UW doctor seeks to make African American women more aware of endometrial cancer


Endometrial cancer develops in uterine lining and is typically accompanied by heavy menstrual bleeding. Illustration by Blausen Medical Communications, Inc. via Wikipedia CC license.

By Barbara Clements, UW Communications

Most women now know to how to check for breast cancer.  And a yearly pap smear to check for cervical cancer is de rigueur.  But awareness of endometrial cancer, not so much.

Dr. Kemi Doll is a UW Medicine gynecologic oncologist.

That bothers Dr. Kemi Doll, a gynecologic oncologist with the University of Washington School of Medicine.

“The truth is, this is the most common gynecological cancer in the U.S.,” said Doll. “It’s four times more common than cervical cancer.

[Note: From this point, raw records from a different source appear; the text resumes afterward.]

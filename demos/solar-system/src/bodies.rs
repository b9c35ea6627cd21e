//! Static description of every body in the scene.
//!
//! Sizes and distances are scene units. Speeds are radians per frame at
//! time scale 1. Colours are packed 0xRRGGBB.

/// 0 = Sun, 1..=9 = Mercury..Pluto. Used on the wire and for fact lookups.
pub type BodyIndex = usize;

pub const SUN: BodyIndex = 0;
pub const BODY_COUNT: usize = 10;

// ── Sun ──────────────────────────────────────────────────────────────

pub const SUN_NAME: &str = "Sun";
pub const SUN_RADIUS: f32 = 16.0;
pub const SUN_COLOR: u32 = 0xFFDD44;
pub const SUN_EMISSIVE: f32 = 3.5;
pub const SUN_SPIN: f32 = 0.004;
pub const SUN_GLOW_RADIUS: f32 = 20.0;
pub const SUN_GLOW_COLOR: u32 = 0xFFFF00;
pub const SUN_GLOW_OPACITY: f32 = 0.3;
/// Glow scale = 1 + sin(elapsed · rate) · amplitude.
pub const SUN_PULSE_RATE: f64 = 0.001;
pub const SUN_PULSE_AMPLITUDE: f32 = 0.05;
pub const SUN_LABEL_HEIGHT: f32 = 20.0;

// ── Lights ───────────────────────────────────────────────────────────

pub const AMBIENT_COLOR: u32 = 0x222222;
pub const SUN_LIGHT: (u32, f32, f32) = (0xFFFFFF, 50_000.0, 500.0);
/// Gold fill light, lifted slightly above the sun.
pub const SUN_FILL_LIGHT: (u32, f32, f32) = (0xFFD700, 30_000.0, 400.0);
pub const SUN_FILL_HEIGHT: f32 = 10.0;

// ── Descriptors ──────────────────────────────────────────────────────

#[derive(Debug, Clone, Copy, PartialEq)]
pub struct MoonDesc {
    pub size: f32,
    /// Distance from the planet centre, in the planet's local units.
    pub distance: f32,
    pub speed: f32,
    pub color: u32,
}

pub const MOON_EMISSIVE: f32 = 0.1;

#[derive(Debug, Clone, Copy, PartialEq)]
pub struct RingDesc {
    pub inner: f32,
    pub outer: f32,
    /// Rotation about the planet's local Z after laying the ring flat.
    pub tilt: f32,
    pub color: u32,
    pub opacity: f32,
    /// Adds a faint halo band around the main band.
    pub glow: bool,
}

pub const GLOW_RING_PAD: f32 = 0.5;
pub const GLOW_RING_COLOR: u32 = 0xFFFFCC;
pub const GLOW_RING_OPACITY: f32 = 0.2;

impl RingDesc {
    /// Radial extent including the halo band.
    pub fn extent(&self) -> (f32, f32) {
        if self.glow {
            (self.inner - GLOW_RING_PAD, self.outer + GLOW_RING_PAD)
        } else {
            (self.inner, self.outer)
        }
    }
}

#[derive(Debug, Clone, Copy, PartialEq)]
pub struct AtmosphereDesc {
    pub color: u32,
    pub opacity: f32,
}

/// Atmosphere shells sit just outside the surface.
pub const ATMOSPHERE_SCALE: f32 = 1.02;

#[derive(Debug, Clone, Copy, PartialEq)]
pub struct PlanetDesc {
    pub name: &'static str,
    pub size: f32,
    pub orbit_radius: f32,
    pub spin_speed: f32,
    pub orbit_speed: f32,
    pub color: u32,
    pub shininess: f32,
    pub orbit_color: u32,
    /// Scale applied when "realistic scale" is on.
    pub realistic_scale: f32,
    pub ring: Option<RingDesc>,
    pub atmosphere: Option<AtmosphereDesc>,
    pub moons: &'static [MoonDesc],
}

impl PlanetDesc {
    /// Label anchor above the planet centre, in local units.
    pub fn label_height(&self) -> f32 {
        self.size + 5.0
    }
}

// ── Station ──────────────────────────────────────────────────────────

/// The station orbits the planet with this name.
pub const STATION_HOST: &str = "Earth";
pub const STATION_OFFSET: f32 = 12.0;
pub const STATION_SCALE: f32 = 0.3;
pub const STATION_SPIN: f32 = 0.01;
pub const STATION_HULL_RADIUS: f32 = 0.5;
pub const STATION_HULL_LENGTH: f32 = 2.0;
pub const STATION_HULL_COLOR: u32 = 0xCCCCCC;
/// Panels are 3 × 0.1 × 1 boxes, approximated by capsules along X.
pub const STATION_PANEL_LENGTH: f32 = 3.0;
pub const STATION_PANEL_RADIUS: f32 = 0.5;
pub const STATION_PANEL_OFFSET: f32 = 2.0;
pub const STATION_PANEL_COLOR: u32 = 0x000088;

// ── Planet table ─────────────────────────────────────────────────────

const fn moon(size: f32, distance: f32, speed: f32, color: u32) -> MoonDesc {
    MoonDesc { size, distance, speed, color }
}

pub static PLANETS: [PlanetDesc; 9] = [
    PlanetDesc {
        name: "Mercury",
        size: 3.2,
        orbit_radius: 28.0,
        spin_speed: 0.004,
        orbit_speed: 0.04,
        color: 0x9A9590,
        shininess: 5.0,
        orbit_color: 0x888888,
        realistic_scale: 0.38,
        ring: None,
        atmosphere: None,
        moons: &[],
    },
    PlanetDesc {
        name: "Venus",
        size: 5.8,
        orbit_radius: 44.0,
        spin_speed: 0.002,
        orbit_speed: 0.015,
        color: 0xE8C27A,
        shininess: 5.0,
        orbit_color: 0xFFA500,
        realistic_scale: 0.95,
        ring: None,
        atmosphere: Some(AtmosphereDesc { color: 0xFFAA00, opacity: 0.2 }),
        moons: &[],
    },
    PlanetDesc {
        name: "Earth",
        size: 6.0,
        orbit_radius: 62.0,
        spin_speed: 0.01,
        orbit_speed: 0.01,
        color: 0x2E6FD8,
        shininess: 10.0,
        orbit_color: 0x0080FF,
        realistic_scale: 1.0,
        ring: None,
        atmosphere: Some(AtmosphereDesc { color: 0x0088FF, opacity: 0.2 }),
        moons: &[moon(1.5, 10.0, 0.05, 0xCCCCCC)],
    },
    PlanetDesc {
        name: "Mars",
        size: 4.0,
        orbit_radius: 78.0,
        spin_speed: 0.018,
        orbit_speed: 0.008,
        color: 0xC1440E,
        shininess: 5.0,
        orbit_color: 0xFF4500,
        realistic_scale: 0.53,
        ring: None,
        atmosphere: None,
        moons: &[
            moon(0.5, 8.0, 0.08, 0xAAAAAA),
            moon(0.3, 12.0, 0.05, 0x888888),
        ],
    },
    PlanetDesc {
        name: "Jupiter",
        size: 12.0,
        orbit_radius: 100.0,
        spin_speed: 0.04,
        orbit_speed: 0.002,
        color: 0xD8A878,
        shininess: 5.0,
        orbit_color: 0xFFD700,
        realistic_scale: 11.2,
        ring: None,
        atmosphere: None,
        moons: &[
            moon(1.8, 20.0, 0.1, 0xFFFF99),
            moon(1.5, 25.0, 0.08, 0xCCCCCC),
            moon(2.0, 30.0, 0.06, 0xFFCC99),
            moon(1.2, 35.0, 0.04, 0xCCCCFF),
        ],
    },
    PlanetDesc {
        name: "Saturn",
        size: 10.0,
        orbit_radius: 138.0,
        spin_speed: 0.038,
        orbit_speed: 0.0009,
        color: 0xE3CB8F,
        shininess: 5.0,
        orbit_color: 0xF4A460,
        realistic_scale: 9.45,
        ring: Some(RingDesc {
            inner: 14.0,
            outer: 28.0,
            tilt: 0.4,
            color: 0xD8C69A,
            opacity: 0.8,
            glow: true,
        }),
        atmosphere: None,
        moons: &[
            moon(2.0, 30.0, 0.09, 0xFFFFCC),
            moon(0.8, 35.0, 0.07, 0xCCCCCC),
        ],
    },
    PlanetDesc {
        name: "Uranus",
        size: 7.0,
        orbit_radius: 176.0,
        spin_speed: 0.03,
        orbit_speed: 0.0004,
        color: 0x9FD8E0,
        shininess: 5.0,
        orbit_color: 0x40E0D0,
        realistic_scale: 4.01,
        ring: Some(RingDesc {
            inner: 10.0,
            outer: 15.0,
            tilt: 0.15,
            color: 0xA8D0D8,
            opacity: 0.6,
            glow: false,
        }),
        atmosphere: None,
        moons: &[moon(1.0, 18.0, 0.06, 0xCCFFFF)],
    },
    PlanetDesc {
        name: "Neptune",
        size: 7.0,
        orbit_radius: 200.0,
        spin_speed: 0.032,
        orbit_speed: 0.0001,
        color: 0x3E66D0,
        shininess: 5.0,
        orbit_color: 0x4169E1,
        realistic_scale: 3.88,
        ring: None,
        atmosphere: None,
        moons: &[moon(1.2, 18.0, 0.08, 0x9999FF)],
    },
    PlanetDesc {
        name: "Pluto",
        size: 2.8,
        orbit_radius: 216.0,
        spin_speed: 0.008,
        orbit_speed: 0.00007,
        color: 0xC8B39A,
        shininess: 5.0,
        orbit_color: 0xDDA0DD,
        realistic_scale: 0.19,
        ring: None,
        atmosphere: None,
        moons: &[moon(0.8, 8.0, 0.1, 0xCCCCCC)],
    },
];

/// Planet descriptor for a body index (`None` for the Sun or out of range).
pub fn planet(index: BodyIndex) -> Option<&'static PlanetDesc> {
    index.checked_sub(1).and_then(|i| PLANETS.get(i))
}

pub fn body_name(index: BodyIndex) -> Option<&'static str> {
    if index == SUN {
        Some(SUN_NAME)
    } else {
        planet(index).map(|p| p.name)
    }
}

pub fn body_index(name: &str) -> Option<BodyIndex> {
    if name == SUN_NAME {
        return Some(SUN);
    }
    PLANETS.iter().position(|p| p.name == name).map(|i| i + 1)
}

/// Decode a body index sent as a float. Rejects fractions, negatives and out-of-range values.
pub fn body_from_wire(value: f32) -> Option<BodyIndex> {
    if !value.is_finite() || value < 0.0 || value.fract() != 0.0 {
        return None;
    }
    let index = value as usize;
    (index < BODY_COUNT).then_some(index)
}

/// Anchor height for a body's label, before the body's scale.
pub fn label_height(index: BodyIndex) -> f32 {
    planet(index).map_or(SUN_LABEL_HEIGHT, PlanetDesc::label_height)
}

#[cfg(test)]
mod tests {
    use super::*;

    #[test]
    fn names_round_trip() {
        for i in 0..BODY_COUNT {
            let name = body_name(i).unwrap();
            assert_eq!(body_index(name), Some(i));
        }
        assert_eq!(body_name(BODY_COUNT), None);
        assert_eq!(body_index("Vulcan"), None);
    }

    #[test]
    fn orbits_grow_outward() {
        for pair in PLANETS.windows(2) {
            assert!(pair[0].orbit_radius < pair[1].orbit_radius, "{}", pair[1].name);
        }
    }

    #[test]
    fn moon_counts_match_scene() {
        let counts: Vec<usize> = PLANETS.iter().map(|p| p.moons.len()).collect();
        assert_eq!(counts, vec![0, 0, 1, 2, 4, 2, 1, 1, 1]);
    }

    #[test]
    fn only_saturn_has_a_glow_ring() {
        let saturn = planet(body_index("Saturn").unwrap()).unwrap();
        let ring = saturn.ring.unwrap();
        assert!(ring.glow);
        assert_eq!(ring.extent(), (13.5, 28.5));

        let uranus = planet(body_index("Uranus").unwrap()).unwrap().ring.unwrap();
        assert!(!uranus.glow);
        assert_eq!(uranus.extent(), (10.0, 15.0));
    }

    #[test]
    fn wire_index_validation() {
        assert_eq!(body_from_wire(0.0), Some(SUN));
        assert_eq!(body_from_wire(9.0), Some(9));
        assert_eq!(body_from_wire(10.0), None);
        assert_eq!(body_from_wire(-1.0), None);
        assert_eq!(body_from_wire(2.5), None);
        assert_eq!(body_from_wire(f32::NAN), None);
    }

    #[test]
    fn label_heights() {
        assert_eq!(label_height(SUN), 20.0);
        assert_eq!(label_height(3), 11.0);
    }
}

It’s twice as common as ovarian cancer.”

If endometrial cancer is caught early, it is almost always curable, Doll said.  The cancer affects the uterine lining and is typically accompanied by heavy menstrual bleeding.

The median age for being diagnosed is 62, so a woman’s risk is generally greater during or after menopause. But doctors are seeing the condition more in younger women, as well.

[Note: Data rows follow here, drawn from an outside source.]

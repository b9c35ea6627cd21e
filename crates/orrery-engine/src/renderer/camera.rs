use glam::{Mat4, Vec2, Vec3, Vec4};
use crate::systems::picking::Ray;

/// Perspective camera for a 3D scene rendered into 2D screen buffers.
/// Screen space is viewport pixels, origin top-left, y down.
#[derive(Debug, Clone, PartialEq)]
pub struct PerspectiveCamera {
    pub position: Vec3,
    /// Point the camera looks at (also the orbit-controls pivot).
    pub target: Vec3,
    /// Vertical field of view in radians.
    pub fov_y: f32,
    pub near: f32,
    pub far: f32,
    pub viewport_width: f32,
    pub viewport_height: f32,
}

/// A world point projected to the screen.
#[derive(Debug, Clone, Copy, PartialEq)]
pub struct Projection {
    /// Viewport pixels, y down.
    pub pos: Vec2,
    /// Distance along the view axis (positive in front of the camera).
    pub depth: f32,
    /// Pixels per world unit at this depth.
    pub scale: f32,
}

impl PerspectiveCamera {
    pub const DEFAULT_FOV_DEGREES: f32 = 45.0;
    pub const DEFAULT_NEAR: f32 = 0.1;
    pub const DEFAULT_FAR: f32 = 10_000.0;

    pub fn new(viewport_width: f32, viewport_height: f32) -> Self {
        Self {
            position: Vec3::new(0.0, 0.0, 100.0),
            target: Vec3::ZERO,
            fov_y: Self::DEFAULT_FOV_DEGREES.to_radians(),
            near: Self::DEFAULT_NEAR,
            far: Self::DEFAULT_FAR,
            viewport_width: viewport_width.max(1.0),
            viewport_height: viewport_height.max(1.0),
        }
    }

    /// Resize the viewport (e.g. on window resize). Non-positive sizes are ignored.
    pub fn set_viewport(&mut self, width: f32, height: f32) {
        if !(width > 0.0 && height > 0.0) {
            log::warn!("camera: ignoring viewport {}x{}", width, height);
            return;
        }
        self.viewport_width = width;
        self.viewport_height = height;
    }

    pub fn look_at(&mut self, position: Vec3, target: Vec3) {
        self.position = position;
        self.target = target;
    }

    pub fn aspect(&self) -> f32 {
        self.viewport_width / self.viewport_height
    }

    /// Distance from the camera to its target.
    pub fn distance(&self) -> f32 {
        self.position.distance(self.target)
    }

    /// Screen-up reference. Looking straight along ±Y falls back to −Z.
    fn up(&self) -> Vec3 {
        let forward = (self.target - self.position).normalize_or_zero();
        if forward.cross(Vec3::Y).length_squared() < 1e-8 {
            Vec3::NEG_Z
        } else {
            Vec3::Y
        }
    }

    pub fn view(&self) -> Mat4 {
        Mat4::look_at_rh(self.position, self.target, self.up())
    }

    /// Right-handed perspective, depth in [0, 1].
    pub fn projection(&self) -> Mat4 {
        Mat4::perspective_rh(self.fov_y, self.aspect(), self.near, self.far)
    }

    pub fn view_projection(&self) -> Mat4 {
        self.projection() * self.view()
    }

    /// Snapshot of the current matrices for projecting many points.
    pub fn projector(&self) -> Projector {
        Projector {
            view: self.view(),
            projection: self.projection(),
            near: self.near,
            width: self.viewport_width,
            height: self.viewport_height,
            focal: (self.viewport_height * 0.5) / (self.fov_y * 0.5).tan(),
        }
    }

    /// Project a world point to screen pixels. `None` when it is behind the near plane.
    pub fn project(&self, world: Vec3) -> Option<Projection> {
        self.projector().project(world)
    }

    /// World-space ray from the camera through a screen pixel.
    pub fn ray_through(&self, screen: Vec2) -> Ray {
        let ndc_x = 2.0 * screen.x / self.viewport_width - 1.0;
        let ndc_y = 1.0 - 2.0 * screen.y / self.viewport_height;
        let inv = self.view_projection().inverse();
        let near = inv.project_point3(Vec3::new(ndc_x, ndc_y, 0.0));
        let far = inv.project_point3(Vec3::new(ndc_x, ndc_y, 1.0));
        Ray::new(self.position, far - near)
    }
}

/// Camera matrices frozen for one frame.
#[derive(Debug, Clone, Copy)]
pub struct Projector {
    view: Mat4,
    projection: Mat4,
    near: f32,
    width: f32,
    height: f32,
    /// Pixels per world unit at depth 1.
    focal: f32,
}

impl Projector {
    pub fn project(&self, world: Vec3) -> Option<Projection> {
        let view_pos = self.view.transform_point3(world);
        let depth = -view_pos.z;
        if depth < self.near {
            return None;
        }
        let clip = self.projection * Vec4::new(view_pos.x, view_pos.y, view_pos.z, 1.0);
        let ndc = clip.truncate() / clip.w;
        let pos = Vec2::new(
            (ndc.x + 1.0) * 0.5 * self.width,
            (1.0 - ndc.y) * 0.5 * self.height,
        );
        Some(Projection { pos, depth, scale: self.focal / depth })
    }
}

impl Default for PerspectiveCamera {
    fn default() -> Self {
        Self::new(1280.0, 720.0)
    }
}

Another troubling reality with this disease is the strong racial disparity in survival of African-American women compared with Caucasian women. In the United States, black women have a 90 percent higher mortality rate than all other groups of women with this cancer, she said.

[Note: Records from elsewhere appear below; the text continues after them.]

use wasm_bindgen::prelude::*;
use orrery_engine::*;

mod bodies;
mod camera_rig;
mod facts;
mod game;
mod orbit;
mod scenery;
mod ui;

pub use game::{SceneConfig, SolarSystem};

orrery_web::export_game!(SolarSystem, "solar-system", vectors);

“This is actually a larger difference in terms of a racial disparity than we see in breast cancer and colon cancer, so I really wanted there to be a visible community of black women who have been diagnosed with this disease to show they can survive and thrive,” Doll said. That’s why, in 2017, she founded ECANA, or the Endometrial Cancer Action Network for African-Americans. She helped organize the first national conference on this topic, in March.

There are multiple reasons black women die more often from this cancer, as well as other health problems, Doll said.

“Part of it is that they simply don’t know about this condition, so they might have been bleeding for months or years before being evaluated.” As well, “the quality of our healthcare system really isn’t the same for black women as it is for everyone else, especially when it comes to their reproductive healthcare,” Doll said.

African-American women also seem more prone to contract more aggressive types of endometrial cancer than other demographic groups. No one knows why this is the case; Doll is researching possible causes.

Such health inequities don’t exist in a vacuum, Doll knows.

“We need more women doctors who look like the women that we serve. We need more research that’s really grounded in what the community needs. And we need to decide as a medical community that’s it’s simply unacceptable that a black women would suffer more from conditions than other women in this country,” she said.